Date Presented 03/26/20
Using big data visual analytics and a total of 86,887 readmitted Medicare beneficiaries living with stroke, a number of biclusters consisting of patient subgroups and their co-occurring multiple chronic comorbidities were determined. This technique informed a multimorbidity self-management program to support patients managing their health after stroke.
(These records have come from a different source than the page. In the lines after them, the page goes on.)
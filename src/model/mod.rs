pub mod catalog;
pub mod common;
pub mod document;

pub use catalog::*;
pub use common::*;
pub use document::*;
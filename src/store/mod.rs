pub mod appwrite;
pub mod memory;
pub mod traits;

pub use appwrite::*;
pub use memory::*;
pub use traits::*;
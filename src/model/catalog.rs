use crate::model::{Id, Named};
use serde::{Deserialize, Serialize};

#[derive(Debug, Clone, PartialEq, Serialize, Deserialize)]
pub struct Category {
    pub name: String,
    pub description: String,
}

impl Category {
    pub fn new(name: impl Into<String>, description: impl Into<String>) -> Self {
        Self {
            name: name.into(),
            description: description.into(),
        }
    }
}

impl Named for Category {
    const KIND: &'static str = "category";

    fn name(&self) -> &str {
        &self.name
    }
}

#[derive(Debug, Clone, Copy, PartialEq, Eq, Serialize, Deserialize)]
#[serde(rename_all = "lowercase")]
pub enum CustomizationType {
    Topping,
    Side,
    Size,
    Crust,
    #[serde(other)]
    Other,
}

#[derive(Debug, Clone, PartialEq, Serialize, Deserialize)]
pub struct Customization {
    pub name: String,
    pub price: f64,
    #[serde(rename = "type")]
    pub kind: CustomizationType,
}

impl Customization {
    pub fn new(name: impl Into<String>, price: f64, kind: CustomizationType) -> Self {
        Self {
            name: name.into(),
            price,
            kind,
        }
    }
}

impl Named for Customization {
    const KIND: &'static str = "customization";

    fn name(&self) -> &str {
        &self.name
    }
}

/// A menu item as it appears in the seed dataset, referencing other records by name
#[derive(Debug, Clone, PartialEq, Serialize, Deserialize)]
pub struct MenuItem {
    pub name: String,
    pub description: String,
    pub image_url: String,
    pub price: f64,
    pub rating: f64,
    pub calories: u32,
    pub protein: u32,
    pub category_name: String,
    #[serde(default)]
    pub customizations: Vec<String>,
}

impl Named for MenuItem {
    const KIND: &'static str = "menu item";

    fn name(&self) -> &str {
        &self.name
    }
}

impl MenuItem {
    /// Build the stored form of this item once its references are resolved
    pub fn to_document(&self, image_url: String, category: Option<Id>) -> MenuDocument {
        MenuDocument {
            name: self.name.clone(),
            description: self.description.clone(),
            image_url,
            price: self.price,
            rating: self.rating,
            calories: self.calories,
            protein: self.protein,
            categories: category,
        }
    }
}

/// Fields written to the menu collection
#[derive(Debug, Clone, PartialEq, Serialize, Deserialize)]
pub struct MenuDocument {
    pub name: String,
    pub description: String,
    pub image_url: String,
    pub price: f64,
    pub rating: f64,
    pub calories: u32,
    pub protein: u32,
    /// Resolved category id; `None` is sent as `null`
    pub categories: Option<Id>,
}

/// Join record between a menu item and one of its customizations
#[derive(Debug, Clone, PartialEq, Serialize, Deserialize)]
pub struct MenuCustomizationLink {
    pub menu: Id,
    pub customizations: Option<Id>,
}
Primary Author and Speaker: Ickpyo Hong
Additional Authors and Speakers: Kimberly Hreha, Monique Pappadis, Hashem Shaltoni, Yu-Li Lin, Emmanuel Santillana Fayett, Julianna Dean, Chih-Ying Li, Annalisa Na, Suresh Bhavnani, Timothy Reistetter
PURPOSE: This study aimed to identify the number and boundaries of biclusters consisting of patient subgroups and their multimorbidities using visual analytics. This process intends to provide clinicians (e.g., occupational therapists) and researchers with data-driven patient information to guide the development and implementation of a Multiple Chronic Condition Self-Management program for patients with stroke.
DESIGN: A retrospective secondary data analysis using 100% Medicare Part A claims of patients with stroke.
METHOD: We retrieved Medicare claim records of the elderly hospitalized with stroke in 2013-2014. We identified cases (i.e., stroke patients readmitted within 90 days of discharge) and controls (i.e., not readmitted within 90 days) matched by age, gender, race/ethnicity, and stroke type. This resulted in 43,949 and 42,938 matched pairs in the training (2013) and replication (2014) datasets, respectively. We examined 96 comorbidities extracted from the Centers for Medicare and Medicaid Services Condition Categories (CCs) and identified 72 comorbidities significantly associated with those who were readmitted in the training and replication dataset. We performed a bipartite network analysis utilizing these 72 comorbidities to identify and visualize subgroups of patients, based on co-occurrence patterns of comorbidities.
RESULTS: The analysis revealed five biclusters of patient subgroups and frequently co-occurring multicomorbidities, which had significant clusteredness (Modularity=0.17, z=6.19, p<.001), and significant replication (Rand Index=0.73, z=6.31, p<.001). The five stroke subgroups included: 1) Obesity/Diabetes, 2) Immunity/Infection, Neurological Diseases, Psychiatric/Depression, 3) Brain/Vascular, Neurodegenerative Diseases, 4) Heart, Lungs/Pulmonary Diseases, and 5) Cancer, Psychiatric Disorders.
CONCLUSION: Using 100% Medicare claim data, readmitted patients with stroke had five distinct subgroups of comorbidities. These subgroups of stroke patients informed by the resultant comorbid conditions allow clinicians to tailor self-management programs to improve patient and caregivers knowledge and ability to remain actively engaged in the community. Future studies are necessary to determine specific intervention strategies limiting or prohibiting 90-day readmissions for patients with stroke.
IMPACT STATEMENT: Identifying subgroups of patients with stroke by their multimorbidities informs a Chronic Condition Self-Management program targeted for stroke subgroups at-risk for readmission. Overall this is an important topic because multiple comorbidities are common and yet the science is still being developed on how to best support those seeking interventions.
References
Bhavnani, S. K., Chen, T., Ayyaswamy, A., Visweswaran, S., Bellala, G., & Rohit, D. (2017). Enabling comprehension of patient subgroups and characteristics in large bipartite networks: Implications for precision medicine. AMIA Joint Summits on Translational Science proceedings, 2017, 21–29.2017, 21-29.
Newman, M. (2010). Networks: An introduction: Oxford university press.